Regarding claim 11, the combination of Dsouza and Mack renders obvious wherein the background replacement view of the CG 3D scene is generated using an image capture device used to obtain the image data (“system 200 [of Fig. 2] is embodied as a specialized computing device in a mobile phone,” Dsouza, para. 39; “the mobile device has a camera,” Dsouza, para. 50; Fig. 2 of Dsouza illustrates the Background Processor 230 being included within the mobile device).
Regarding claim 12, the combination of Dsouza and Mack renders obvious wherein: the background replacement view comprises a view of a portion of the CG 3D scene, wherein the view of the portion of the CG 3D scene is associated with an AOV corresponding to the image data and the estimated camera pose (“The background image may be generated from the selected image resource based at least in part on the determined orientation of the mobile device … the image resource is a three-dimensional (3D) world model for background … rasterize a part of the panoramic image to generate the background image,” Dsouza, paras. 54-56).
Regarding claim 17, it is rejected using the same citations and rationales described in the rejection of claim 1, with the additional limitations of An apparatus for processing image data, comprising: at least one memory; and at least one processor coupled to the at least one memory (see Dsouza, Fig. 8).
Regarding claims 18, 22, 23, 25, 27, and 28, they are rejected using the same citations and rationales described in the rejections of claims 2, 6, 7, 9, 11, and 12, respectively.
Claims 3-5 and 19-21 are rejected under 35 U.S.C. 103 as being unpatentable over the combination of Dsouza and Mack, and further in view of Liang et al. (US 2018/0115714; hereinafter “Liang”).
Regarding claim 3, the combination of Dsouza and Mack does not disclose performing camera motion stabilization to generate: a stabilized camera pose, the stabilized camera pose based on one or more of the estimated camera pose or inertial sensor data corresponding to an image capture device used to obtain the image data; and a stabilization warp grid corresponding to one or more stabilization corrections determined for the image data.
In the same art of using handheld mobile devices for recording images and video, Liang teaches performing camera motion stabilization to generate: a stabilized camera pose (“continuously model a virtual (i.e., corrected or stabilized) camera orientation,” para. 20), the stabilized camera pose based on one or more of the estimated camera pose or inertial sensor data corresponding to an image capture device used to obtain the image data (“video stabilization may be achieved by correlating gyroscope data and focal length sensor data of an image capture device,” para 20); and a stabilization warp grid corresponding to one or more stabilization corrections determined for the image data (“a grid or stabilization mesh can be used to transform the pixels of an input frame associated with the real camera orientation to an output frame associated with the virtual camera orientation, such that the video may be stabilized,” para. 20).
Before the effective filing date of the claimed invention, it would have been obvious to one having ordinary skill in the art to apply the teachings of Liang to the combination of Dsouza and Mack.
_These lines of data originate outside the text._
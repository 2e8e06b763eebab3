use serde::{Deserialize, Serialize};

use crate::core::segment::{Segment, SegmentData, SegmentGeometry};
use crate::core::segment_builder::SegmentContext;
use crate::error::{ChartError, ChartResult};

/// Marker size of scatter points in pixels.
#[derive(Debug, Clone, Copy, PartialEq, Serialize, Deserialize)]
pub struct ScatterSettings {
    #[serde(default = "default_point_extent")]
    pub point_width: f64,
    #[serde(default = "default_point_extent")]
    pub point_height: f64,
}

fn default_point_extent() -> f64 {
    10.0
}

impl Default for ScatterSettings {
    fn default() -> Self {
        Self {
            point_width: default_point_extent(),
            point_height: default_point_extent(),
        }
    }
}

impl ScatterSettings {
    pub fn validate(&self) -> ChartResult<()> {
        if !self.point_width.is_finite()
            || !self.point_height.is_finite()
            || self.point_width <= 0.0
            || self.point_height <= 0.0
        {
            return Err(ChartError::InvalidConfig(
                "scatter point size must be finite and > 0".to_owned(),
            ));
        }
        Ok(())
    }
}

#[must_use]
pub fn create_segments(x_values: &[f64], y_values: &[f64]) -> Vec<Segment> {
    x_values
        .iter()
        .zip(y_values)
        .enumerate()
        .map(|(index, (x, y))| {
            Segment::new(
                index,
                SegmentData::Xy { x: *x, y: *y },
                !x.is_finite() || !y.is_finite(),
            )
        })
        .collect()
}

pub fn layout(segments: &mut [Segment], ctx: &SegmentContext<'_>, settings: &ScatterSettings) {
    for segment in segments {
        let SegmentData::Xy { x, y } = segment.data else {
            continue;
        };
        segment.geometry = match ctx.transform {
            Some(transform) if !segment.empty => {
                let center = transform.transform(x, y);
                if center.is_finite() {
                    SegmentGeometry::Ellipse {
                        center,
                        radius_x: settings.point_width / 2.0,
                        radius_y: settings.point_height / 2.0,
                    }
                } else {
                    SegmentGeometry::Empty
                }
            }
            _ => SegmentGeometry::Empty,
        };
    }
}
//! Labels anchored to a rectangle: columns, box bodies, markers.

use crate::core::types::{Point, Rect, Size};
use crate::labels::{BarAlignment, DataLabelPlacement, DataLabelSettings, LabelFrame};

/// Unit step in pixels pointing from the baseline toward the value.
fn growth_direction(positive: bool, frame: &LabelFrame) -> (f64, f64) {
    let grows_to_end = positive != frame.is_inversed;
    match (frame.is_transposed, grows_to_end) {
        (true, true) => (1.0, 0.0),
        (true, false) => (-1.0, 0.0),
        (false, true) => (0.0, -1.0),
        (false, false) => (0.0, 1.0),
    }
}

/// Point on the edge of `rect` reached when walking along `direction`.
fn edge_point(rect: Rect, direction: (f64, f64)) -> Point {
    let center = rect.center();
    Point::new(
        center.x + direction.0 * rect.width / 2.0,
        center.y + direction.1 * rect.height / 2.0,
    )
}

fn shifted(point: Point, direction: (f64, f64), distance: f64) -> Point {
    point.offset(direction.0 * distance, direction.1 * distance)
}

/// Label rect for a bar-like segment.
///
/// `positive` tells whether the value lies above the baseline in data
/// space. `Inner` keeps the label inside the bar at `bar_alignment`;
/// `Outer` puts it past the value edge; `Auto` prefers `Outer` and falls
/// back to `Inner` when the outer rect would leave the plot.
#[must_use]
pub fn rectangular_label_rect(
    rect: Rect,
    label: Size,
    positive: bool,
    settings: &DataLabelSettings,
    frame: &LabelFrame,
) -> Rect {
    if !rect.is_finite() {
        return Rect::nan();
    }
    let direction = growth_direction(positive, frame);
    let half = if frame.is_transposed {
        label.width / 2.0
    } else {
        label.height / 2.0
    };
    let value_edge = edge_point(rect, direction);
    let base_edge = edge_point(rect, (-direction.0, -direction.1));
    let reach = settings.padding + half;

    let inner = || {
        let center = match settings.bar_alignment {
            BarAlignment::Top => shifted(value_edge, direction, -reach),
            BarAlignment::Middle => rect.center(),
            BarAlignment::Bottom => shifted(base_edge, direction, reach),
        };
        Rect::from_center(center, label)
    };
    let outer = || Rect::from_center(shifted(value_edge, direction, reach), label);

    match settings.placement {
        DataLabelPlacement::Center => Rect::from_center(rect.center(), label),
        DataLabelPlacement::Inner => inner(),
        DataLabelPlacement::Outer => outer(),
        DataLabelPlacement::Auto => {
            let candidate = outer();
            if frame.plot.contains_rect(candidate) {
                candidate
            } else {
                inner()
            }
        }
    }
}

#[cfg(test)]
mod tests {
    use super::rectangular_label_rect;
    use crate::core::types::{Rect, Size};
    use crate::labels::{DataLabelPlacement, DataLabelSettings, LabelFrame};

    fn frame(is_inversed: bool, is_transposed: bool) -> LabelFrame {
        LabelFrame {
            plot: Rect::new(0.0, 0.0, 200.0, 200.0),
            is_inversed,
            is_transposed,
        }
    }

    #[test]
    fn outer_label_sits_above_a_positive_column() {
        let settings = DataLabelSettings::default().with_placement(DataLabelPlacement::Outer);
        let rect = rectangular_label_rect(
            Rect::new(10.0, 100.0, 20.0, 100.0),
            Size::new(10.0, 10.0),
            true,
            &settings,
            &frame(false, false),
        );
        assert_eq!(rect.bottom(), 100.0 - settings.padding);
    }

    #[test]
    fn inversed_axis_flips_the_value_edge() {
        let settings = DataLabelSettings::default().with_placement(DataLabelPlacement::Outer);
        let rect = rectangular_label_rect(
            Rect::new(10.0, 0.0, 20.0, 100.0),
            Size::new(10.0, 10.0),
            true,
            &settings,
            &frame(true, false),
        );
        assert_eq!(rect.top, 100.0 + settings.padding);
    }

    #[test]
    fn auto_falls_back_inside_when_clipped() {
        let settings = DataLabelSettings::default();
        let rect = rectangular_label_rect(
            Rect::new(10.0, 0.0, 20.0, 200.0),
            Size::new(10.0, 10.0),
            true,
            &settings,
            &frame(false, false),
        );
        assert_eq!(rect.top, settings.padding);
    }

    #[test]
    fn transposed_columns_grow_to_the_right() {
        let settings = DataLabelSettings::default().with_placement(DataLabelPlacement::Outer);
        let rect = rectangular_label_rect(
            Rect::new(0.0, 10.0, 100.0, 20.0),
            Size::new(10.0, 10.0),
            true,
            &settings,
            &frame(false, true),
        );
        assert_eq!(rect.left, 100.0 + settings.padding);
    }
}
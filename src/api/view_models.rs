//! Tooltip and legend view models handed to the host's chrome.

use serde::{Deserialize, Serialize};

use crate::core::axis::Axis;
use crate::core::axis_labels::{LabelFormat, format_number};
use crate::core::color::{Color, palette_color};
use crate::core::series::{Series, SeriesId, SeriesKind, XValue};
use crate::core::types::Point;

use super::ChartArea;

#[derive(Debug, Clone, PartialEq)]
pub struct TooltipInfo {
    pub series: SeriesId,
    pub index: usize,
    pub x_value: f64,
    pub y_value: f64,
    /// Anchor point of the tooltip in pixels.
    pub position: Point,
    pub text: String,
    pub color: Color,
}

/// Legend marker shape.
#[derive(Debug, Clone, Copy, PartialEq, Eq, Serialize, Deserialize)]
pub enum LegendIcon {
    Rectangle,
    Line,
    Area,
    Circle,
    Candle,
    Pie,
    Doughnut,
    Triangle,
    Funnel,
}

impl LegendIcon {
    #[must_use]
    pub fn for_kind(kind: &SeriesKind) -> Self {
        match kind {
            SeriesKind::Column(_) | SeriesKind::BoxAndWhisker(_) => Self::Rectangle,
            SeriesKind::Line(_) | SeriesKind::FastLine(_) | SeriesKind::ErrorBar(_) => Self::Line,
            SeriesKind::Area(_) => Self::Area,
            SeriesKind::Bubble(_) | SeriesKind::Scatter(_) | SeriesKind::FastScatter(_) => {
                Self::Circle
            }
            SeriesKind::Candle(_) | SeriesKind::Ohlc(_) => Self::Candle,
            SeriesKind::Pie(_) => Self::Pie,
            SeriesKind::Doughnut(_) => Self::Doughnut,
            SeriesKind::Pyramid(_) => Self::Triangle,
            SeriesKind::Funnel(_) => Self::Funnel,
        }
    }
}

#[derive(Debug, Clone, PartialEq)]
pub struct LegendItem {
    pub text: String,
    pub color: Color,
    pub icon: LegendIcon,
    pub is_toggled: bool,
    pub series: SeriesId,
    /// Set for per-point items of circular and triangular series.
    pub point: Option<usize>,
}

fn series_color(series: &Series) -> Color {
    series
        .config()
        .color
        .unwrap_or_else(|| palette_color(series.id().0))
}

fn plain_number(value: f64) -> String {
    let interval = if value.fract() == 0.0 { 1.0 } else { 0.01 };
    format_number(value, interval, &LabelFormat::Auto)
}

/// Label of a point's x value: its category, or the axis formatting.
fn x_text(series: &Series, index: usize, x_axis: Option<&Axis>) -> String {
    match series.points().get(index).map(|point| &point.x) {
        Some(XValue::Category(label)) => label.clone(),
        Some(XValue::Number(value)) => match x_axis {
            Some(axis) => axis.format_value(*value),
            None => plain_number(*value),
        },
        None => String::new(),
    }
}

impl ChartArea {
    /// Tooltip for the point under `position`, if any.
    #[must_use]
    pub fn tooltip_at(&self, position: Point) -> Option<TooltipInfo> {
        let hit = self.hit_test(position)?;
        let series = self.series(hit.series).ok()?;
        let x_value = series.x_values().get(hit.index).copied()?;
        let y_value = series.y_values().get(hit.index).copied()?;
        let transform = self.transform_of(series);

        let anchor = match transform {
            Some(transform) => transform.transform(x_value, y_value),
            None => series
                .segments()
                .iter()
                .find(|segment| segment.index == hit.index)
                .map_or(position, |segment| segment.geometry.bounds().center()),
        };
        let anchor = if anchor.is_finite() { anchor } else { position };

        let x_label = x_text(series, hit.index, transform.map(|transform| transform.x_axis));
        let y_label = match transform {
            Some(transform) => transform.y_axis.format_value(y_value),
            None => plain_number(y_value),
        };
        let color = if series.kind().is_circular() || series.kind().is_triangular() {
            palette_color(hit.index)
        } else {
            series_color(series)
        };
        Some(TooltipInfo {
            series: hit.series,
            index: hit.index,
            x_value,
            y_value,
            position: anchor,
            text: format!("{x_label} : {y_label}"),
            color,
        })
    }

    /// Legend entries: one per series, or one per point for circular and
    /// triangular series.
    #[must_use]
    pub fn legend_items(&self) -> Vec<LegendItem> {
        let mut items = Vec::new();
        for series in self.series_iter() {
            if !series.config().is_visible || !self.kind.accepts(series.kind()) {
                continue;
            }
            let icon = LegendIcon::for_kind(series.kind());
            if series.kind().is_circular() || series.kind().is_triangular() {
                items.extend((0..series.points().len()).map(|index| LegendItem {
                    text: x_text(series, index, None),
                    color: palette_color(index),
                    icon,
                    is_toggled: series.is_toggled(),
                    series: series.id(),
                    point: Some(index),
                }));
            } else {
                items.push(LegendItem {
                    text: series.name().to_owned(),
                    color: series_color(series),
                    icon,
                    is_toggled: series.is_toggled(),
                    series: series.id(),
                    point: None,
                });
            }
        }
        items
    }
}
The motivation would have been to “more accurately model the motion of the camera to remove undesired movements” (Liang, para. 4).
Regarding claim 4, the combination of Dsouza, Mack, and Liang renders obvious wherein the background replacement view comprises a view of the configured 3D content rendered using an AOV corresponding to the stabilized camera pose (para. 45 of Dsouza teaches generating a background replacement view based on camera pose, and para. 20 of Liang renders obvious using a stabilized camera pose; see claim 3 for motivation to combine).
Regarding claim 5, the combination of Dsouza, Mack, and Liang renders obvious applying the one or more stabilization corrections to the image data, based on combining the stabilization warp grid and the image data to generate a stabilized image data (“a grid or stabilization mesh can be used to transform the pixels of an input frame,” Liang, para. 20; see claim 3 for motivation to combine); and generating the relighting image based on combining at least a portion of the stabilized image data and the lighting information (para. 95 of Mack teaches generating the relighting image based on image data and lighting information, and para. 20 of Liang renders obvious using stabilized image data; see claims 1 and 3 for motivation to combine).
Regarding claims 19-21, they are rejected using the same citations and rationales described in the rejections of claims 3-5, respectively.
Claims 8, 10, 13-15, 24, 26, 29, and 30 are rejected under 35 U.S.C. 103 as being unpatentable over the combination of Dsouza and Mack, and further in view of Wagner et al. (US 2015/0294499; hereinafter “Wagner”).
Regarding claim 8, the combination of Dsouza and Mack does not specifically recite wherein the estimated camera pose comprises an estimated 6 degrees-of-freedom (6DOF) pose of a camera used to capture the image data, at a time of capture of the image data.
In the same art of image capturing and 3D modeling, Wagner teaches wherein the estimated camera pose comprises an estimated 6 degrees-of-freedom (6DOF) pose of a camera used to capture the image data, at a time of capture of the image data (“camera pose may be determined for 6-Degrees Of Freedom (6DOF),” para. 39).
Before the effective filing date of the claimed invention, it would have been obvious to one having ordinary skill in the art to apply the teachings of Wagner to Dsouza and Mack. The motivation would have been “for power efficient 3D reconstruction” (Wagner, para. 47).
Regarding claim 10, the combination of Dsouza and Mack does not disclose wherein the 3D model of the scene is generated using a same image capture device used to obtain the image data.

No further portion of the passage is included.